With the use of power domain non-orthogonal multiple access (NOMA) and backscatter communication (BAC), future sixth-generation ultra massive machine-type communications networks are expected to connect large-scale internet of things (IoT) devices. However, due to NOMA co-channel interference, the power allocation to large-scale IoT devices becomes critical. The existing convex optimization-based solutions are highly complex, and therefore it is difficult to find the optimal solution to the resource allocation problem in a highly dynamic environment. To alleviate this problem, this work develops an efficient model-free BAC approach with a NOMA system to assist the base station with complex resource scheduling tasks in a dynamic BAC-NOMA IoT network. The objective is to increase the sum rate of uplink backscatter devices.
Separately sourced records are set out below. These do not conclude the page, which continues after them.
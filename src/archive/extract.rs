//! Extracting entry payloads back to plaintext.
//!
//! Extraction reverses the add pipeline: decompress if the entry is
//! compressed, decrypt if it is encrypted, then check the recovered
//! plaintext against the stored digest before anything reaches disk.

use std::fs;
use std::path::Path;

use crate::compress;
use crate::crypto::{Cipher, Password, BLOCK_SIZE};
use crate::hash;
use crate::matcher::wildcard_match;
use crate::{Error, Result};

use super::{Archive, Entry, ExtractOptions, ExtractResult, Payload};

/// Length of the AES-CBC ciphertext for a plaintext of `original_size`
/// bytes: the next block multiple strictly greater than the input.
pub(crate) fn expected_cipher_len(original_size: u64) -> u64 {
    (original_size / BLOCK_SIZE as u64 + 1) * BLOCK_SIZE as u64
}

/// Reverses an entry's transform chain, producing the plaintext.
///
/// The digest is not checked here; callers compare against the stored
/// digest themselves so they can choose the failure behavior.
pub(crate) fn reconstruct_payload(entry: &Entry, cipher: Option<&Cipher>) -> Result<Vec<u8>> {
    match entry.payload() {
        Payload::Plain(bytes) => Ok(bytes.clone()),
        Payload::Compressed(bytes) => compress::decompress(bytes, Some(entry.original_size())),
        Payload::Encrypted(bytes) => {
            let cipher = cipher.ok_or(Error::PasswordRequired)?;
            cipher.decrypt(bytes)
        }
        Payload::EncryptedCompressed(bytes) => {
            let cipher = cipher.ok_or(Error::PasswordRequired)?;
            let ciphertext =
                compress::decompress(bytes, Some(expected_cipher_len(entry.original_size())))?;
            cipher.decrypt(&ciphertext)
        }
    }
}

impl Archive {
    /// Returns a cipher for payload transforms, deriving and caching key
    /// material from `password` when none is held yet. Returns `None` for
    /// unencrypted archives.
    pub(crate) fn cipher_for(&mut self, password: Option<&Password>) -> Result<Option<Cipher>> {
        if !self.header.is_encrypted() {
            return Ok(None);
        }
        if self.key_material.is_none() {
            let password = password.ok_or(Error::PasswordRequired)?;
            self.key_material = Some(crate::crypto::KeyMaterial::from_password(
                password,
                self.header.salt,
                self.header.iv,
            )?);
        }
        Ok(self.key_material.as_ref().map(|m| m.cipher()))
    }

    /// Non-caching variant of [`cipher_for`](Self::cipher_for) for `&self`
    /// operations.
    pub(crate) fn cipher_readonly(&self, password: Option<&Password>) -> Result<Option<Cipher>> {
        if !self.header.is_encrypted() {
            return Ok(None);
        }
        if let Some(material) = &self.key_material {
            return Ok(Some(material.cipher()));
        }
        let password = password.ok_or(Error::PasswordRequired)?;
        Ok(Some(Cipher::from_password(
            password,
            &self.header.salt,
            self.header.iv,
        )?))
    }

    /// Returns the verified plaintext of the entry at `path`.
    ///
    /// # Errors
    ///
    /// [`Error::NotFound`] for unknown paths and
    /// [`Error::ChecksumMismatch`] when the recovered plaintext does not
    /// match the stored digest.
    pub fn get_entry_data(&self, path: &str) -> Result<Vec<u8>> {
        self.require_open()?;
        let entry = self.find_entry(path).ok_or_else(|| Error::NotFound {
            path: path.to_string(),
        })?;
        let cipher = self.cipher_readonly(None)?;
        let plain = reconstruct_payload(entry, cipher.as_ref())?;
        if !hash::equals_ct(&hash::digest(&plain), entry.digest()) {
            return Err(Error::ChecksumMismatch {
                path: path.to_string(),
            });
        }
        Ok(plain)
    }

    /// Extracts one entry to `output_path`, creating parent directories.
    ///
    /// The output file is written without fsync; durability is the
    /// caller's concern.
    pub fn extract_one(
        &mut self,
        path: &str,
        output_path: impl AsRef<Path>,
        password: Option<&Password>,
    ) -> Result<()> {
        self.require_open()?;
        let cipher = self.cipher_for(password)?;
        let entry = self.find_entry(path).ok_or_else(|| Error::NotFound {
            path: path.to_string(),
        })?;

        let plain = reconstruct_payload(entry, cipher.as_ref())?;
        if !hash::equals_ct(&hash::digest(&plain), entry.digest()) {
            return Err(Error::ChecksumMismatch {
                path: path.to_string(),
            });
        }

        let output_path = output_path.as_ref();
        if let Some(parent) = output_path.parent() {
            if !parent.as_os_str().is_empty() {
                fs::create_dir_all(parent)?;
            }
        }
        fs::write(output_path, plain)?;
        Ok(())
    }

    /// Extracts every entry (honoring the substring filter) into
    /// `output_dir` in stored order.
    ///
    /// Existing files are skipped unless `options.overwrite` is set, but
    /// still count as processed. Per-file write errors are logged and
    /// collected in the result; corruption and password errors abort.
    pub fn extract_all(
        &mut self,
        output_dir: impl AsRef<Path>,
        password: Option<&Password>,
        options: &ExtractOptions,
    ) -> Result<ExtractResult> {
        self.require_open()?;
        let selected: Vec<usize> = self
            .entries
            .iter()
            .enumerate()
            .filter(|(_, entry)| {
                options.filter.is_empty()
                    || options
                        .filter
                        .iter()
                        .any(|needle| entry.path().as_str().contains(needle.as_str()))
            })
            .map(|(index, _)| index)
            .collect();
        self.extract_selected(&selected, output_dir.as_ref(), password, options)
    }

    /// Extracts every entry whose path matches the wildcard pattern.
    pub fn extract_pattern(
        &mut self,
        pattern: &str,
        output_dir: impl AsRef<Path>,
        password: Option<&Password>,
    ) -> Result<ExtractResult> {
        self.require_open()?;
        let selected: Vec<usize> = self
            .entries
            .iter()
            .enumerate()
            .filter(|(_, entry)| wildcard_match(entry.path().as_str(), pattern))
            .map(|(index, _)| index)
            .collect();
        self.extract_selected(
            &selected,
            output_dir.as_ref(),
            password,
            &ExtractOptions::default(),
        )
    }

    fn extract_selected(
        &mut self,
        selected: &[usize],
        output_dir: &Path,
        password: Option<&Password>,
        options: &ExtractOptions,
    ) -> Result<ExtractResult> {
        let cipher = self.cipher_for(password)?;
        fs::create_dir_all(output_dir)?;

        let total_files = selected.len() as u64;
        let bytes_total: u64 = selected
            .iter()
            .map(|&index| self.entries[index].original_size())
            .sum();

        let mut result = ExtractResult::default();
        for (position, &index) in selected.iter().enumerate() {
            let entry = &self.entries[index];
            let entry_path = entry.path().as_str().to_string();
            let output_path = output_dir.join(&entry_path);

            if !options.overwrite && output_path.exists() {
                result.files_processed += 1;
                result.bytes_processed += entry.original_size();
                Self::emit_progress(
                    &mut self.progress,
                    position as u64 + 1,
                    total_files,
                    result.bytes_processed,
                    bytes_total,
                    &entry_path,
                );
                continue;
            }

            let plain = reconstruct_payload(entry, cipher.as_ref())?;
            if !hash::equals_ct(&hash::digest(&plain), entry.digest()) {
                return Err(Error::ChecksumMismatch { path: entry_path });
            }

            let written = (|| -> std::io::Result<()> {
                if let Some(parent) = output_path.parent() {
                    if !parent.as_os_str().is_empty() {
                        fs::create_dir_all(parent)?;
                    }
                }
                fs::write(&output_path, &plain)
            })();

            match written {
                Ok(()) => {
                    result.files_processed += 1;
                    result.bytes_processed += entry.original_size();
                }
                Err(e) => {
                    log::warn!("failed to write '{}': {e}", output_path.display());
                    result.failures.push(entry_path.clone());
                }
            }

            Self::emit_progress(
                &mut self.progress,
                position as u64 + 1,
                total_files,
                result.bytes_processed,
                bytes_total,
                &entry_path,
            );
        }
        Ok(result)
    }
}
More specifically, we jointly optimize the transmit power of downlink IoT users and the reflection coefficient of uplink backscatter devices using a reinforcement learning algorithm, namely, the soft-actor critic (SAC) algorithm. With the advantage of entropy regularization, the SAC agent learns to explore and exploit the dynamic BAC-NOMA network efficiently. The proposed algorithm ensures the quality of service (QoS) requirements of downlink users while enhancing the sum rate of uplink backscatter devices. Numerical results reveal the superiority of the proposed algorithm over the conventional optimization (benchmark) approach in terms of the average sum rate of uplink backscatter devices. We show that the network with multiple downlink users obtained a higher reward with respect to a large number of iterations compared to episodes with a lower number of iterations. Moreover, the proposed algorithm outperforms the benchmark scheme and BAC with orthogonal multiple access in terms of the average sum rate with the different number of backscatter devices. Additionally, we show that our proposed algorithm enhances sum rate efficiency with respect to different self-interference coefficients and different noise levels. Finally, we evaluate and show the sum rate efficiency of the proposed algorithm with different QoS requirements and cell radii.